DNA damage in hemodialysis patients with chronic kidney disease; a test of the role of diabetes mellitus; a comet assay investigation

Mamur S., Ünal F., Altok K., Deger S. M., Yüzbaşıoğlu D.

MUTATION RESEARCH-GENETIC TOXICOLOGY AND ENVIRONMENTAL MUTAGENESIS, vol.800, pp.22-27, 2016 (SCI-Expanded) identifier identifier identifier


The incidence of chronic kidney disease (CKD) is increasing rapidly. Diabetes mellitus (DM) is the most important cause of CKD. We studied the possible role of DM in CKD patients with respect to DNA damage, as assessed by the comet assay in 60 CKD patients (with or without DM) undergoing hemodialysis and in 26 controls.

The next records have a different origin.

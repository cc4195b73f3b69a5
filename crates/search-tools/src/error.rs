//! Error types for `apisearch-tools`.

use thiserror::Error;

/// Main error type for API-search tooling.
///
/// Everything that can go wrong during a single tool call is a variant here;
/// callers at the protocol boundary convert any of these into an
/// error-flagged tool result rather than letting them propagate.
#[derive(Error, Debug)]
pub enum ApiSearchError {
    /// A call named a tool absent from the registry.
    #[error("Unknown tool: {0}")]
    UnknownTool(String),

    /// A required call argument was omitted.
    #[error("Missing required parameter: {0}")]
    MissingParameter(String),

    /// A call argument was present but had the wrong type or value.
    #[error("Invalid parameter: {0}")]
    InvalidParameter(String),

    /// The upstream service answered with a non-2xx status.
    ///
    /// The display carries the raw response body so the upstream's own
    /// message reaches the caller unchanged; the status is kept for logging.
    #[error("{body}")]
    Upstream { status: u16, body: String },

    /// Network-level failure reaching the upstream (DNS, connect, timeout).
    #[error("http transport error: {0}")]
    Transport(String),

    /// The upstream claimed success but the body failed JSON parsing when
    /// JSON output was requested.
    #[error("upstream returned malformed JSON: {source}")]
    MalformedResponse {
        #[source]
        source: serde_json::Error,
    },
}

/// Result type alias for API-search tooling operations.
pub type Result<T> = std::result::Result<T, ApiSearchError>;

impl From<reqwest::Error> for ApiSearchError {
    fn from(value: reqwest::Error) -> Self {
        Self::Transport(value.to_string())
    }
}
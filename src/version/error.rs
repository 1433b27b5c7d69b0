use std::path::PathBuf;

use thiserror::Error;

/// Fatal conditions that abort a comparison run
#[derive(Debug, Error)]
pub enum CheckError {
    #[error("you must set the environment variable {var}")]
    MissingToken { var: &'static str },

    #[error("failed to read {}: {source}", path.display())]
    ReadFile {
        path: PathBuf,
        #[source]
        source: std::io::Error,
    },

    #[error("failed to list {}: {source}", path.display())]
    ReadDir {
        path: PathBuf,
        #[source]
        source: std::io::Error,
    },

    #[error("Network error: {0}")]
    Network(#[from] reqwest::Error),

    #[error("GitHub 404. Did you use the correct token? ({url})")]
    NotFound { url: String },

    #[error("Invalid base64 content: {0}")]
    Decode(#[from] base64::DecodeError),

    #[error("failed to write report: {0}")]
    Output(#[source] std::io::Error),
}
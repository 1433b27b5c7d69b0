//! Top-level comparison run

use std::io::Write;

use tracing::info;

use crate::config::Config;
use crate::version::checker::Checker;
use crate::version::error::CheckError;
use crate::version::remotes::GitHubContents;
use crate::workspace::Workspace;

/// Enumerates packages, compares them, and writes the report to `out`.
///
/// Nothing past the header line is written unless every package succeeds.
pub async fn run<W: Write>(config: &Config, out: &mut W) -> Result<(), CheckError> {
    let workspace = Workspace::from_config(config);
    let remote = GitHubContents::from_config(config)?;

    writeln!(
        out,
        "Checking all SendGrid packages found in: {}",
        workspace.src_dir()
    )
    .map_err(CheckError::Output)?;

    let packages = workspace.packages().await?;
    info!("Comparing {} packages", packages.len());

    let checker = Checker::new(workspace, remote).with_jobs(config.jobs);
    let reports = checker.check_all(packages).await?;

    for report in &reports {
        write!(out, "{report}").map_err(CheckError::Output)?;
    }
    out.flush().map_err(CheckError::Output)
}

Effects of other factors, such as age, sex, hypertension, duration of hemodialysis, body mass index (BMI), and levels of hemoglobin (HB), intact parathormone (iPTH), and ferritin (FER), were also examined. Primary DNA damage measured by the comet assay was significantly higher in CKD patients than in controls. Among CKD patients, the following correlations were observed. (1) There was no difference in comet tail length or tail intensity between diabetic and non-diabetic individuals. (2) Age, sex, hemoglobin, hypertension, duration of hemodialysis, and ferritin levels affected neither tail length nor intensity. (3) BMI values above 25 kg/m(2) and iPTH levels above 300 pg/ml were associated with significantly greater comet tail length. Our results indicate that primary DNA damage is increased in CKD patients undergoing hemodialysis, compared to controls; however, DM had no additional effect. (C) 2016 Published by Elsevier B.V.